Wednesday, October 10, 2012

Robert Pollin launches new blog — Back To Full Employment

Contributors
Gar Alperovitz: Gar is Lionel R. Bauman Professor of Political Economy at the University of Maryland. He has made important research contributions in a range of political economy areas. Most recently, one of his main areas of focus has been how to create alternatives to capitalism out of the framework of the current situation. This work is incorporated into his current book America Beyond Capitalism. 
Michael Ash: Michael is Professor of Economics and Chair of the Economics Department at the University of Massachusetts, Amherst. Michael works on labor economics, health economics, the environment and inequality, and the economics of education. He has also been a leader of the faculty union at UMass Amherst.
Jon Bloom: Jon has been the Executive Director of the Workers Defense League in New York City for over two decades. The Workers Defense League was founded in 1936 by Norman Thomas and friends, and has been committed to fighting for the legal rights of workers ever since. 
James Boyce: Jim is Professor of Economics and Director of the Program on Development, Peacebuilding, and the Environment at the Political Economy Research Institute, University of Massachusetts, Amherst. Jim recently co-authored with Leonce Ndikumana (see below), Africa’s Odious Debt: How Foreign Loans and Capital Flight Bled a Continent. Jim was also a principal author of a new “Cap-and-Dividend” policy approach to regulating greenhouse gas emissions, which produces an egalitarian alternative to traditional “Cap-and-Trade” measures.
Jane D’Arista: Jane is a Research Fellow at the Political Economy Research Institute, and has previously taught at Boston University, University of Utah and the New School for Social Research. She also served as a staff economist for the Banking and Commerce Committees of the U.S. House of Representatives. Jane has published widely on financial market policy and other macroeconomic questions, including her classic two-volume work The Evolution of U.S. Finance. With Jerry Epstein (see below) Jane is co-founder of SAFER: A Committee of Economists and other Experts for Stable, Accountable, Fair and Efficient Financial Reform. In addition, Jane is also a published poet.
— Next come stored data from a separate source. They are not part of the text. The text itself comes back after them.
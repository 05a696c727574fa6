//! `survstat run`: generate, inspect, fit, compare, then sample the chosen model.

use anyhow::{Context, Result};
use serde::Serialize;
use std::path::Path;
use sv_data::{
    ColumnKind, DataFrame, InspectionReport, generate, inspect, recode_factor, recode_threshold,
    standardized,
};
use sv_inference::{
    AnovaResult, BayesFit, Choice, DesignMatrix, Influence, ModelComparison, ModelSpec,
    OlsBayesRow, OlsFit, PosteriorSummary, Selection, Term, anova_sequence, compare,
    compare_with_ols, fit_bayes, fit_ols, influence, select, vif,
};

use crate::config::PipelineConfig;

/// Outcome column of every pipeline model.
pub const OUTCOME: &str = "overall";
/// Factor recoding of `num_child`.
pub const CHILD_FACTOR: &str = "num_child_factor";
/// Collapsed recoding of `num_child`.
pub const CHILD_FLAG: &str = "more_than_2child";

/// One named model of the refinement sequence.
#[derive(Debug, Clone, Serialize)]
pub struct NamedFit {
    /// `m1` through `m6`.
    pub name: String,
    /// Least-squares fit of the model.
    pub fit: OlsFit,
}

/// Everything `survstat run` computed.
#[derive(Debug, Clone, Serialize)]
pub struct PipelineReport {
    /// Generator seed.
    pub seed: u64,
    /// Rows in the simulated table.
    pub n_respondents: usize,
    /// Summaries, skew flags and collinearity of the raw table.
    pub inspection: InspectionReport,
    /// Correlation cutoff the inspector used.
    pub collinearity_threshold: f64,
    /// Columns appended after inspection.
    pub recoded_columns: Vec<String>,
    /// Refinement sequence m1..m6.
    pub models: Vec<NamedFit>,
    /// Consecutive pairs of `models`.
    pub comparisons: Vec<ModelComparison>,
    /// F-tests along the nested prefix of `models`.
    pub anova: Vec<AnovaResult>,
    /// Selection decisions, in the order they were made.
    pub selections: Vec<Selection>,
    /// Name of the model that survived selection.
    pub chosen: String,
    /// Chosen model refit on z-scored numeric predictors.
    pub standardized: OlsFit,
    /// Leverage, studentized residuals and Cook's distance of the chosen fit.
    pub influence: Influence,
    /// Variance inflation factor per non-intercept column.
    pub vif: Vec<(String, f64)>,
    /// Gibbs posterior of the chosen model.
    pub posterior: PosteriorSummary,
    /// OLS estimates against posterior means.
    pub ols_vs_bayes: Vec<OlsBayesRow>,
    /// Recoded table the models were fit on.
    #[serde(skip)]
    pub frame: DataFrame,
}

impl PipelineReport {
    /// The selected least-squares fit.
    pub fn chosen_fit(&self) -> Option<&OlsFit> {
        self.models.iter().find(|m| m.name == self.chosen).map(|m| &m.fit)
    }
}

/// Refinement sequence: each model is derived from the previous one.
pub fn model_sequence(log_distance: &str) -> Result<Vec<(String, ModelSpec)>> {
    let m1 = ModelSpec::main_effects(OUTCOME, &["clean"]);
    let m2 = ModelSpec::main_effects(OUTCOME, &["clean", "aroma", "value", "color"]);
    let m3 = m2
        .with_term(Term::column(log_distance))
        .with_term(Term::column("num_child"))
        .with_term(Term::column("promo"));
    let m4 = m3.replace_term("num_child", Term::column(CHILD_FACTOR))?;
    let m5 = m4.replace_term(CHILD_FACTOR, Term::column(CHILD_FLAG))?;
    let m6 = m5.with_term(Term::interaction("value", CHILD_FLAG));
    Ok([m1, m2, m3, m4, m5, m6]
        .into_iter()
        .enumerate()
        .map(|(i, s)| (format!("m{}", i + 1), s))
        .collect())
}

/// Generate, inspect and recode: the table every model is fit on.
pub fn prepare_frame(config: &PipelineConfig) -> Result<(DataFrame, InspectionReport)> {
    let gen_cfg = &config.generator;
    let raw = generate(gen_cfg).context("generating respondents")?;
    tracing::info!(seed = gen_cfg.seed, rows = raw.n_rows(), "generated survey table");

    let (mut frame, inspection) = inspect(&raw, &config.inspect).context("inspecting table")?;
    tracing::info!(
        skewed = inspection.skewed.len(),
        collinear = inspection.collinear.len(),
        added = ?inspection.added_columns,
        "inspection complete"
    );

    recode_factor(&mut frame, "num_child", CHILD_FACTOR)?;
    let threshold = gen_cfg.overall.child_threshold as f64;
    recode_threshold(&mut frame, "num_child", CHILD_FLAG, threshold)?;
    Ok((frame, inspection))
}

/// Run every stage on the configured dataset.
pub fn run_pipeline(config: &PipelineConfig) -> Result<PipelineReport> {
    let gen_cfg = &config.generator;
    let (frame, inspection) = prepare_frame(config)?;
    let recoded_columns = vec![CHILD_FACTOR.to_string(), CHILD_FLAG.to_string()];

    let log_distance = log_column_for(&config.inspect, &inspection, "distance");
    let models = model_sequence(&log_distance)?
        .into_iter()
        .map(|(name, spec)| {
            let fit = fit_ols(&frame, &spec).with_context(|| format!("fitting {name}: {spec}"))?;
            tracing::info!(model = %name, r2 = fit.r_squared, adj_r2 = fit.adj_r_squared, "fit");
            Ok(NamedFit { name, fit })
        })
        .collect::<Result<Vec<_>>>()?;

    let comparisons = models.windows(2).map(|w| compare(&w[0].fit, &w[1].fit)).collect();
    let nested: Vec<&OlsFit> = models.iter().take(3).map(|m| &m.fit).collect();
    let anova = anova_sequence(&nested)?;

    // Each candidate challenges the current pick.
    let mut selections = Vec::with_capacity(models.len() - 1);
    let mut best = 0;
    for k in 1..models.len() {
        let sel = select(&models[best].fit, &models[k].fit, config.alpha)?;
        if sel.choice == Choice::Second {
            best = k;
        }
        selections.push(sel);
    }
    let chosen = &models[best];
    tracing::info!(model = %chosen.name, formula = %chosen.fit.formula, "selected model");

    let standardized = fit_standardized(&frame, &chosen.fit.spec)?;
    let influence = influence(&chosen.fit)?;
    let vif = vif(&DesignMatrix::build(&frame, &chosen.fit.spec)?)?;

    let BayesFit { posterior, ols, .. } = fit_bayes(&frame, &chosen.fit.spec, &config.bayes)
        .with_context(|| format!("sampling posterior of {}", chosen.fit.formula))?;
    let ols_vs_bayes = compare_with_ols(&posterior, &ols)?;
    let chosen = chosen.name.clone();
    tracing::info!(
        chains = posterior.n_chains,
        draws = posterior.n_samples,
        quality = %posterior.quality.status,
        "posterior sampled"
    );

    Ok(PipelineReport {
        seed: gen_cfg.seed,
        n_respondents: gen_cfg.n_respondents,
        inspection,
        collinearity_threshold: config.inspect.collinearity_threshold,
        recoded_columns,
        chosen,
        models,
        comparisons,
        anova,
        selections,
        standardized,
        influence,
        vif,
        posterior,
        ols_vs_bayes,
        frame,
    })
}

/// Name of the log column the inspector appended for `source`, or `source`
/// itself when it was not transformed.
fn log_column_for(
    config: &sv_data::InspectConfig,
    report: &InspectionReport,
    source: &str,
) -> String {
    let target =
        config.log_names.get(source).cloned().unwrap_or_else(|| format!("log_{source}"));
    if report.added_columns.contains(&target) { target } else { source.to_string() }
}

/// Refit `spec` with every numeric or integer predictor z-scored.
pub fn fit_standardized(frame: &DataFrame, spec: &ModelSpec) -> Result<OlsFit> {
    let referenced = spec.referenced_columns();
    let mut columns = Vec::new();
    for name in referenced.iter().skip(1) {
        let kind = frame.column(name)?.kind();
        if matches!(kind, ColumnKind::Numeric | ColumnKind::Integer) {
            columns.push(name.as_str());
        }
    }
    let z = standardized(frame, &columns)?;
    Ok(fit_ols(&z, spec)?)
}

/// Write plot artifacts for a finished run into `dir`.
pub fn write_artifacts(report: &PipelineReport, dir: &Path) -> Result<Vec<String>> {
    std::fs::create_dir_all(dir).with_context(|| format!("creating {}", dir.display()))?;
    let fit = report
        .chosen_fit()
        .ok_or_else(|| anyhow::anyhow!("chosen model '{}' is missing", report.chosen))?;

    let mut written = Vec::new();
    let mut put = |name: String, value: serde_json::Value| -> Result<()> {
        let path = dir.join(&name);
        std::fs::write(&path, serde_json::to_string_pretty(&value)?)
            .with_context(|| format!("writing {}", path.display()))?;
        written.push(name);
        Ok(())
    };

    for column in ["distance", "overall"]
        .into_iter()
        .chain(report.inspection.added_columns.iter().map(String::as_str))
    {
        let art = sv_viz::histogram_artifact(&report.frame, column, None)?;
        put(format!("histogram_{column}.json"), serde_json::to_value(art)?)?;
    }

    let corr = sv_viz::corr_artifact(
        &report.inspection.correlation,
        &report.inspection.collinear,
        report.collinearity_threshold,
    )?;
    put("corr.json".to_string(), serde_json::to_value(corr)?)?;

    let resid = sv_viz::residuals_vs_fitted_artifact(fit)?;
    put("residuals_vs_fitted.json".to_string(), serde_json::to_value(resid)?)?;
    let qq = sv_viz::qq_artifact(fit, &report.influence)?;
    put("qq.json".to_string(), serde_json::to_value(qq)?)?;
    let lev = sv_viz::leverage_artifact(fit, &report.influence)?;
    put("leverage.json".to_string(), serde_json::to_value(lev)?)?;

    tracing::info!(dir = %dir.display(), files = written.len(), "artifacts written");
    Ok(written)
}

#[cfg(test)]
mod tests {
    use super::*;
    use sv_inference::GibbsConfig;

    fn quick_config() -> PipelineConfig {
        let mut cfg = PipelineConfig::default();
        cfg.bayes = GibbsConfig { burn_in: 100, n_samples: 400, ..GibbsConfig::default() };
        cfg
    }

    #[test]
    fn test_model_sequence_refines_step_by_step() {
        let seq = model_sequence("logdist").unwrap();
        let formulas: Vec<String> = seq.iter().map(|(_, s)| s.to_string()).collect();
        assert_eq!(seq[0].0, "m1");
        assert_eq!(formulas[0], "overall ~ clean");
        assert_eq!(
            formulas[2],
            "overall ~ clean + aroma + value + color + logdist + num_child + promo"
        );
        assert!(formulas[3].contains("num_child_factor"));
        assert!(!formulas[4].contains("num_child_factor"));
        assert!(formulas[5].ends_with("value:more_than_2child"));
    }

    #[test]
    fn test_run_pipeline_reference_dataset() {
        let report = run_pipeline(&quick_config()).unwrap();
        assert_eq!(report.models.len(), 6);
        assert_eq!(report.selections.len(), 5);
        assert_eq!(report.anova.len(), 2);
        assert!(report.anova.iter().all(|a| a.p_value < 0.05));
        assert!(report.inspection.added_columns.contains(&"logdist".to_string()));

        let chosen = report.chosen_fit().unwrap();
        assert_eq!(chosen.formula, report.posterior.formula);
        assert!((chosen.r_squared - report.standardized.r_squared).abs() < 1e-10);
        assert_eq!(report.ols_vs_bayes.len(), chosen.n_params);
        assert_eq!(report.vif.len(), chosen.n_params - 1);
    }

    #[test]
    fn test_artifacts_written() {
        let report = run_pipeline(&quick_config()).unwrap();
        let dir = std::env::temp_dir().join(format!("survstat_artifacts_{}", std::process::id()));
        let files = write_artifacts(&report, &dir).unwrap();
        for f in ["corr.json", "qq.json", "leverage.json", "residuals_vs_fitted.json"] {
            assert!(files.contains(&f.to_string()), "{f} missing from {files:?}");
            assert!(dir.join(f).exists());
        }
        assert!(files.contains(&"histogram_logdist.json".to_string()));
        let _ = std::fs::remove_dir_all(&dir);
    }
}
//! SurvStat CLI

mod config;
mod pipeline;
mod report;

use anyhow::{Context, Result};
use clap::{Args, Parser, Subcommand};
use std::path::PathBuf;
use sv_data::{DataFrame, generate};
use sv_inference::{
    ModelSpec, anova, compare, compare_with_ols, fit_bayes, fit_ols, is_nested, select,
};

use config::{PipelineConfig, read_pipeline_config};

#[derive(Parser)]
#[command(name = "survstat")]
#[command(about = "SurvStat - survey satisfaction regression pipeline")]
#[command(version)]
struct Cli {
    /// Log verbosity level (trace, debug, info, warn, error)
    #[arg(long, global = true, default_value = "warn")]
    log_level: tracing::Level,

    #[command(subcommand)]
    command: Commands,
}

/// Which synthetic survey to work on.
#[derive(Args, Clone, Copy)]
struct DataArgs {
    /// Generator seed
    #[arg(long, default_value = "555")]
    seed: u64,

    /// Number of respondents
    #[arg(long, default_value = "500")]
    n: usize,
}

impl DataArgs {
    fn config(self) -> PipelineConfig {
        let mut cfg = PipelineConfig::default();
        cfg.generator.seed = self.seed;
        cfg.generator.n_respondents = self.n;
        cfg
    }
}

#[derive(Subcommand)]
enum Commands {
    /// Full pipeline: generate, inspect, fit, compare, sample
    Run {
        /// Pipeline config (YAML, or JSON by extension)
        #[arg(short, long)]
        config: Option<PathBuf>,

        /// Override the generator seed
        #[arg(long)]
        seed: Option<u64>,

        /// Override the number of respondents
        #[arg(long)]
        n: Option<usize>,

        /// Write the full report as pretty JSON
        #[arg(short, long)]
        output: Option<PathBuf>,

        /// Directory for plot artifacts (JSON)
        #[arg(long)]
        artifacts: Option<PathBuf>,
    },

    /// Simulate the respondent table
    Generate {
        #[command(flatten)]
        data: DataArgs,

        /// Output file (pretty JSON). Defaults to stdout.
        #[arg(short, long)]
        output: Option<PathBuf>,
    },

    /// Summaries, correlations, skew and collinearity checks
    Inspect {
        #[command(flatten)]
        data: DataArgs,

        /// Write the inspection report as pretty JSON
        #[arg(short, long)]
        output: Option<PathBuf>,
    },

    /// Ordinary least squares for one formula
    Fit {
        /// Model formula, e.g. "overall ~ clean + aroma + value:more_than_2child"
        #[arg(short, long)]
        formula: String,

        /// Z-score numeric predictors before fitting
        #[arg(long)]
        standardize: bool,

        #[command(flatten)]
        data: DataArgs,

        /// Write the fit as pretty JSON
        #[arg(short, long)]
        output: Option<PathBuf>,
    },

    /// Compare two models (R², adjusted R², nested F-test, selection)
    Compare {
        /// Smaller (or first) model formula
        #[arg(long)]
        small: String,

        /// Larger (or second) model formula
        #[arg(long)]
        large: String,

        /// Significance level for selection
        #[arg(long, default_value = "0.05")]
        alpha: f64,

        #[command(flatten)]
        data: DataArgs,

        /// Write the comparison as pretty JSON
        #[arg(short, long)]
        output: Option<PathBuf>,
    },

    /// Bayesian linear regression via Gibbs sampling
    Bayes {
        /// Model formula
        #[arg(short, long)]
        formula: String,

        /// Kept draws per chain
        #[arg(long, default_value = "10000")]
        samples: usize,

        /// Burn-in iterations per chain
        #[arg(long, default_value = "1000")]
        burnin: usize,

        /// Number of chains (run in parallel)
        #[arg(long, default_value = "1")]
        chains: usize,

        /// Thinning interval
        #[arg(long, default_value = "1")]
        thin: usize,

        /// Sampler seed
        #[arg(long, default_value = "555")]
        mcmc_seed: u64,

        #[command(flatten)]
        data: DataArgs,

        /// Write the posterior summary as pretty JSON
        #[arg(short, long)]
        output: Option<PathBuf>,
    },

    /// Print version
    Version,
}

fn main() -> Result<()> {
    let cli = Cli::parse();

    tracing_subscriber::fmt()
        .with_max_level(cli.log_level)
        .with_target(false)
        .with_writer(std::io::stderr)
        .init();

    match cli.command {
        Commands::Run { config, seed, n, output, artifacts } => {
            cmd_run(config.as_ref(), seed, n, output.as_ref(), artifacts.as_ref())
        }
        Commands::Generate { data, output } => cmd_generate(data, output.as_ref()),
        Commands::Inspect { data, output } => cmd_inspect(data, output.as_ref()),
        Commands::Fit { formula, standardize, data, output } => {
            cmd_fit(&formula, standardize, data, output.as_ref())
        }
        Commands::Compare { small, large, alpha, data, output } => {
            cmd_compare(&small, &large, alpha, data, output.as_ref())
        }
        Commands::Bayes { formula, samples, burnin, chains, thin, mcmc_seed, data, output } => {
            let mut cfg = data.config();
            cfg.bayes.n_samples = samples;
            cfg.bayes.burn_in = burnin;
            cfg.bayes.n_chains = chains;
            cfg.bayes.thin = thin;
            cfg.bayes.seed = mcmc_seed;
            cmd_bayes(&formula, &cfg, output.as_ref())
        }
        Commands::Version => {
            println!("survstat {}", sv_core::VERSION);
            Ok(())
        }
    }
}

fn cmd_run(
    config: Option<&PathBuf>,
    seed: Option<u64>,
    n: Option<usize>,
    output: Option<&PathBuf>,
    artifacts: Option<&PathBuf>,
) -> Result<()> {
    let mut cfg = match config {
        Some(path) => read_pipeline_config(path)?,
        None => PipelineConfig::default(),
    };
    if let Some(seed) = seed {
        cfg.generator.seed = seed;
    }
    if let Some(n) = n {
        cfg.generator.n_respondents = n;
    }

    let result = pipeline::run_pipeline(&cfg)?;

    let mut text = String::new();
    report::pipeline_text(&mut text, &result)?;
    print!("{text}");

    if let Some(dir) = artifacts {
        pipeline::write_artifacts(&result, dir)?;
    }
    if let Some(path) = output {
        write_json(Some(path), serde_json::to_value(&result)?)?;
    }
    Ok(())
}

fn cmd_generate(data: DataArgs, output: Option<&PathBuf>) -> Result<()> {
    let cfg = data.config();
    let frame = generate(&cfg.generator)?;
    tracing::info!(seed = data.seed, rows = frame.n_rows(), "generated survey table");
    write_json(output, serde_json::to_value(&frame)?)
}

fn cmd_inspect(data: DataArgs, output: Option<&PathBuf>) -> Result<()> {
    let (_, inspection) = pipeline::prepare_frame(&data.config())?;
    let mut text = String::new();
    report::inspection_text(&mut text, &inspection)?;
    print!("{text}");
    if let Some(path) = output {
        write_json(Some(path), serde_json::to_value(&inspection)?)?;
    }
    Ok(())
}

fn load_frame(data: DataArgs) -> Result<DataFrame> {
    Ok(pipeline::prepare_frame(&data.config())?.0)
}

fn parse_formula(formula: &str) -> Result<ModelSpec> {
    formula.parse::<ModelSpec>().with_context(|| format!("invalid formula '{formula}'"))
}

fn cmd_fit(
    formula: &str,
    standardize: bool,
    data: DataArgs,
    output: Option<&PathBuf>,
) -> Result<()> {
    let spec = parse_formula(formula)?;
    let frame = load_frame(data)?;
    let fit = if standardize {
        pipeline::fit_standardized(&frame, &spec)?
    } else {
        fit_ols(&frame, &spec)?
    };
    tracing::info!(r2 = fit.r_squared, cond = fit.condition_number, "fit complete");

    let mut text = String::new();
    report::ols_table(&mut text, &fit)?;
    print!("{text}");
    if let Some(path) = output {
        write_json(Some(path), serde_json::to_value(&fit)?)?;
    }
    Ok(())
}

fn cmd_compare(
    small: &str,
    large: &str,
    alpha: f64,
    data: DataArgs,
    output: Option<&PathBuf>,
) -> Result<()> {
    let frame = load_frame(data)?;
    let a = fit_ols(&frame, &parse_formula(small)?)?;
    let b = fit_ols(&frame, &parse_formula(large)?)?;

    let comparison = compare(&a, &b);
    let test = if is_nested(&a, &b) { Some(anova(&a, &b)?) } else { None };
    let selection = select(&a, &b, alpha)?;

    let mut text = String::new();
    report::comparison_line(&mut text, &comparison)?;
    match &test {
        Some(t) => report::anova_table(&mut text, t)?,
        None => text.push_str("models are not nested; no F-test\n"),
    }
    report::selection_line(&mut text, &selection)?;
    print!("{text}");

    if let Some(path) = output {
        let value = serde_json::json!({
            "comparison": comparison,
            "anova": test,
            "selection": selection,
        });
        write_json(Some(path), value)?;
    }
    Ok(())
}

fn cmd_bayes(formula: &str, cfg: &PipelineConfig, output: Option<&PathBuf>) -> Result<()> {
    let spec = parse_formula(formula)?;
    let (frame, _) = pipeline::prepare_frame(cfg)?;
    let fit = fit_bayes(&frame, &spec, &cfg.bayes)?;
    let rows = compare_with_ols(&fit.posterior, &fit.ols)?;
    tracing::info!(
        chains = fit.posterior.n_chains,
        quality = %fit.posterior.quality.status,
        "posterior sampled"
    );

    let mut text = String::new();
    report::posterior_table(&mut text, &fit.posterior)?;
    text.push('\n');
    report::ols_vs_bayes_table(&mut text, &rows)?;
    print!("{text}");

    if let Some(path) = output {
        let value = serde_json::json!({
            "posterior": fit.posterior,
            "ols_vs_bayes": rows,
        });
        write_json(Some(path), value)?;
    }
    Ok(())
}

fn write_json(output: Option<&PathBuf>, value: serde_json::Value) -> Result<()> {
    if let Some(path) = output {
        std::fs::write(path, serde_json::to_string_pretty(&value)?)?;
    } else {
        println!("{}", serde_json::to_string_pretty(&value)?);
    }
    Ok(())
}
Rose Ann DeMoro: Rose Ann is Executive Director of the California Nurses Association/National Nurses Organizing Committee. The Union has long been a powerful advocate in behalf of both direct care registered nurses and patient care protections. Rose Ann and the Nurses Union have also been strong advocates for a “Medicare for All” –type health care system in the United States. Most recently, they have led a global campaign in support of a Robin Hood Tax, a small transaction tax that would be levied on all financial transactions. The revenue from such a tax would then be directed to supporting education, health care, poverty reduction, and green economy investments.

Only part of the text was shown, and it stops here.